エアコンの頻繁なオン・オフは、どうして省エネにならないの?

回答

「何分くらいエアコンをOFFにしておけば節電になるか?」は、外気条件、住宅仕様やエアコンの制御方法により変わるため、一律に論ずることは困難ですが、東京都の提案の通り、30分が目安となるでしょう。

例えば、NHKの番組(あさイチ)では、「連続運転と間欠運転(30分ごとのON・OFF)をした場合とで実験してみると、間欠運転をした方が、連続運転をした時より40パーセントも余計に電力がかかっていた」との紹介がありました。また、東京都の「家庭向け賢い節電7か条<夏>」の第4条では、「実際の室温で28℃を目安に、それを上回らないよう、エアコンや扇風機などを上手に使う。
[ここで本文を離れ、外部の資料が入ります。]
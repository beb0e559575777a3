//! JSON REST API handler modules.

#[allow(clippy::missing_errors_doc)]
pub mod amenities;
#[allow(clippy::missing_errors_doc)]
pub mod cities;
pub mod index;
#[allow(clippy::missing_errors_doc)]
pub mod places;
#[allow(clippy::missing_errors_doc)]
pub mod states;
#[allow(clippy::missing_errors_doc)]
pub mod users;

use std::str::FromStr;

use axum::Router;
use axum::routing::get;

use hbnb_app::ports::{
    AmenityRepository, CityRepository, ObjectCounter, PlaceRepository, StateRepository,
    UserRepository,
};
use hbnb_domain::error::{HbnbError, NotFoundError};

use crate::error::ApiError;
use crate::state::AppState;

/// Build the `/api/v1` sub-router.
pub fn routes<SR, CR, AR, UR, PR, OC>() -> Router<AppState<SR, CR, AR, UR, PR, OC>>
where
    SR: StateRepository + Send + Sync + 'static,
    CR: CityRepository + Send + Sync + 'static,
    AR: AmenityRepository + Send + Sync + 'static,
    UR: UserRepository + Send + Sync + 'static,
    PR: PlaceRepository + Send + Sync + 'static,
    OC: ObjectCounter + Send + Sync + 'static,
{
    Router::new()
        // Index
        .route("/status", get(index::status))
        .route("/stats", get(index::stats::<SR, CR, AR, UR, PR, OC>))
        // States
        .route(
            "/states",
            get(states::list::<SR, CR, AR, UR, PR, OC>)
                .post(states::create::<SR, CR, AR, UR, PR, OC>),
        )
        .route(
            "/states/{state_id}",
            get(states::get::<SR, CR, AR, UR, PR, OC>)
                .put(states::update::<SR, CR, AR, UR, PR, OC>)
                .delete(states::delete::<SR, CR, AR, UR, PR, OC>),
        )
        // Cities
        .route(
            "/states/{state_id}/cities",
            get(cities::list::<SR, CR, AR, UR, PR, OC>)
                .post(cities::create::<SR, CR, AR, UR, PR, OC>),
        )
        .route(
            "/cities/{city_id}",
            get(cities::get::<SR, CR, AR, UR, PR, OC>)
                .put(cities::update::<SR, CR, AR, UR, PR, OC>)
                .delete(cities::delete::<SR, CR, AR, UR, PR, OC>),
        )
        // Amenities
        .route(
            "/amenities",
            get(amenities::list::<SR, CR, AR, UR, PR, OC>)
                .post(amenities::create::<SR, CR, AR, UR, PR, OC>),
        )
        .route(
            "/amenities/{amenity_id}",
            get(amenities::get::<SR, CR, AR, UR, PR, OC>)
                .put(amenities::update::<SR, CR, AR, UR, PR, OC>)
                .delete(amenities::delete::<SR, CR, AR, UR, PR, OC>),
        )
        // Users
        .route(
            "/users",
            get(users::list::<SR, CR, AR, UR, PR, OC>)
                .post(users::create::<SR, CR, AR, UR, PR, OC>),
        )
        .route(
            "/users/{user_id}",
            get(users::get::<SR, CR, AR, UR, PR, OC>)
                .put(users::update::<SR, CR, AR, UR, PR, OC>)
                .delete(users::delete::<SR, CR, AR, UR, PR, OC>),
        )
        // Places
        .route(
            "/cities/{city_id}/places",
            get(places::list::<SR, CR, AR, UR, PR, OC>)
                .post(places::create::<SR, CR, AR, UR, PR, OC>),
        )
        .route(
            "/places/{place_id}",
            get(places::get::<SR, CR, AR, UR, PR, OC>)
                .put(places::update::<SR, CR, AR, UR, PR, OC>)
                .delete(places::delete::<SR, CR, AR, UR, PR, OC>),
        )
}

/// Parse a path segment into a typed identifier.
///
/// A segment that is not a valid identifier cannot name a stored object, so
/// it is reported as not found rather than as a bad request.
fn parse_id<T: FromStr>(entity: &'static str, raw: &str) -> Result<T, ApiError> {
    T::from_str(raw).map_err(|_| {
        ApiError::from(HbnbError::from(NotFoundError {
            entity,
            id: raw.to_string(),
        }))
    })
}

/// Body returned by every successful delete: an empty JSON object.
fn empty_object() -> axum::Json<serde_json::Map<String, serde_json::Value>> {
    axum::Json(serde_json::Map::new())
}
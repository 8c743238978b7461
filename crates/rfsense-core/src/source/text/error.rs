use thiserror::Error;

use crate::bits::BitBufferError;

#[derive(Debug, Error)]
pub enum TextSourceError {
    #[error("I/O error: {0}")]
    Io(#[from] std::io::Error),
    #[error("line {line}: {source}")]
    Parse {
        line: usize,
        #[source]
        source: BitBufferError,
    },
}
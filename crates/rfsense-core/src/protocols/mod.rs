//! Protocol decoding modules.
//!
//! Each protocol follows a layered structure:
//! - `layout`: bit patterns, byte offsets and constants (source of truth)
//! - `reader`: safe byte access, scaling and checksums
//! - `parser`: stage-by-stage decoding of a capture
//! - `error`: explicit, actionable errors
//!
//! Parsers are pure apart from `tracing` diagnostics; sources and the
//! analysis layer handle file access and aggregation.

pub mod diy_temp;
//! Explicit decoder registration.
//!
//! A host builds a `DecoderRegistry`, which owns its decoders and exposes
//! their static `DeviceDescriptor`s; nothing is registered globally.

use serde::Serialize;
use tracing::debug;

use crate::DecodeError;
use crate::bits::BitBuffer;
use crate::config::DecoderConfig;
use crate::protocols::diy_temp::{SensorReading, decode_diy_temp, layout};

/// Pulse modulation a decoder expects from the demodulator.
#[derive(Debug, Clone, Copy, PartialEq, Eq, Serialize)]
#[serde(rename_all = "snake_case")]
pub enum Modulation {
    OokPulsePcm,
    OokPulsePwm,
    FskPulsePcm,
    FskPulsePwm,
}

/// Static metadata used to select and configure a decoder.
///
/// Widths and limits are in microseconds.
#[derive(Debug, Clone, PartialEq, Eq, Serialize)]
pub struct DeviceDescriptor {
    pub name: &'static str,
    pub modulation: Modulation,
    pub short_width: u32,
    pub long_width: u32,
    pub reset_limit: u32,
    pub fields: &'static [&'static str],
    pub disabled: bool,
}

pub const DIY_TEMPERATURE_ARRAY: DeviceDescriptor = DeviceDescriptor {
    name: layout::DEVICE_NAME,
    modulation: Modulation::FskPulsePcm,
    short_width: layout::SHORT_WIDTH,
    long_width: layout::LONG_WIDTH,
    reset_limit: layout::RESET_LIMIT,
    fields: layout::OUTPUT_FIELDS,
    disabled: false,
};

/// A device decoder the registry can dispatch captures to.
pub trait Decoder: Send + Sync {
    fn descriptor(&self) -> &DeviceDescriptor;
    fn decode(&self, bits: &BitBuffer) -> Result<SensorReading, DecodeError>;
}

#[derive(Debug, Clone, Default)]
pub struct DiyTemperatureArray {
    config: DecoderConfig,
}

impl DiyTemperatureArray {
    pub fn new(config: DecoderConfig) -> Self {
        Self { config }
    }
}

impl Decoder for DiyTemperatureArray {
    fn descriptor(&self) -> &DeviceDescriptor {
        &DIY_TEMPERATURE_ARRAY
    }

    fn decode(&self, bits: &BitBuffer) -> Result<SensorReading, DecodeError> {
        decode_diy_temp(bits, &self.config)
    }
}

/// Outcome of running one decoder on one capture.
#[derive(Debug, Clone, PartialEq)]
pub struct DecodeAttempt {
    pub device: &'static str,
    pub result: Result<SensorReading, DecodeError>,
}

#[derive(Default)]
pub struct DecoderRegistry {
    decoders: Vec<Box<dyn Decoder>>,
}

impl DecoderRegistry {
    pub fn new() -> Self {
        Self::default()
    }

    /// Registry holding every built-in decoder.
    ///
    /// # Examples
    /// ```
    /// use rfsense_core::{DecoderConfig, DecoderRegistry};
    ///
    /// let registry = DecoderRegistry::with_defaults(DecoderConfig::default());
    /// let names: Vec<_> = registry.descriptors().map(|d| d.name).collect();
    /// assert_eq!(names, ["DIY Temperature Array Sensor"]);
    /// ```
    pub fn with_defaults(config: DecoderConfig) -> Self {
        let mut registry = Self::new();
        registry.register(Box::new(DiyTemperatureArray::new(config)));
        registry
    }

    pub fn register(&mut self, decoder: Box<dyn Decoder>) {
        debug!(device = decoder.descriptor().name, "registering decoder");
        self.decoders.push(decoder);
    }

    pub fn descriptors(&self) -> impl Iterator<Item = &DeviceDescriptor> {
        self.decoders.iter().map(|decoder| decoder.descriptor())
    }

    /// Run every enabled decoder on `bits`, in registration order.
    pub fn decode(&self, bits: &BitBuffer) -> Vec<DecodeAttempt> {
        self.decoders
            .iter()
            .filter(|decoder| !decoder.descriptor().disabled)
            .map(|decoder| {
                let descriptor = decoder.descriptor();
                DecodeAttempt {
                    device: descriptor.name,
                    result: decoder.decode(bits),
                }
            })
            .collect()
    }
}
<湿度の高い日は、室内温度を下げたほうが省エネに>」と記され、このための取組の6.として、「30分程度の外出であれば、エアコンを付けたままにして消さない」とより具体的な提案がなされています。

関西電力での実験(エアコンを28℃で120分運転した場合とエアコンを5分間停止した後28℃で115分間運転した場合の消費電力)での時間ごとの消費電力の推移は下のグラフ(出典:関西電力)のとおりでした。

エアコン運転時の消費電力グラフ エアコン運転時の消費電力グラフ

エアコンを停止したことで室温が上昇し(上記実験では5分間停止したことで室温が27.3℃から30.2℃まで上昇)、この上昇分を30分くらいかけて大パワーで元の状態に戻し、設定温度になると低速運転に切り替えていることがうかがえます。

エアコンの性能を表す指標としてCOP(成績係数)が用いられます。COPは消費電力1kWあたりの冷却・加熱能力を表した値であり数値が大きいほど性能が良いことを示しています。COPは下のグラフのとおり、冷房負荷が大きいほどCOPが低くなります(出典:電力中央研究所報告「研究報告」:R09017)。

冷房負荷とCOP推定との関係グラフ 冷房負荷とCOP推定との関係グラフ

以上から、

  1. エアコンを停止すると(冷房期には)室温が上昇し、エアコンの設定器(リモコン)との温度かい離が大きくなる
  2. 再稼働すると、エアコンは短時間で設定温度となるようにエアコンの自動制御に従い大パワーで動作する
  3. 大パワーのためCOPも相対的に低くなり、電力消費量(電力消費量は消費電力の時間推移図では面積として表されます)が大きくなる
  4. 一方、連続運転をした場合は温度かい離が少なく低負荷での長期安定運転が可能となり、COPも高く、結果として電力消費量も少なくてすむ

こととなります。

室温上昇には上限があるため、停止時間が長くなれば連続運転した時より電力消費量は少なくて済みます。

「何分くらいエアコンをOFFにしておけば節電になるか?」は、外気条件、住宅仕様やエアコンの制御方法(エアコンメーカのノウハウであり公開されていません)により変わるため、一律に論ずることは困難ですが、東京都の提案の通り、30分が目安となるでしょう。

複数台の空調設備により空調を行っている(個別空調方式と呼びます)オフィスビルや工場が多数あります。これらの複数の空調設備を順番にオン・オフをする制御方法もあります。この制御の目的は最大電力(kW)の抑制であり、電力使用量(kWh)の抑制には上記と同じ理由で多くの効果は期待できません。したがい、オフィスビルや工場においても、省エネルギー(電力使用量の削減)を目指すなら空調設定温度の緩和が最も効果的です。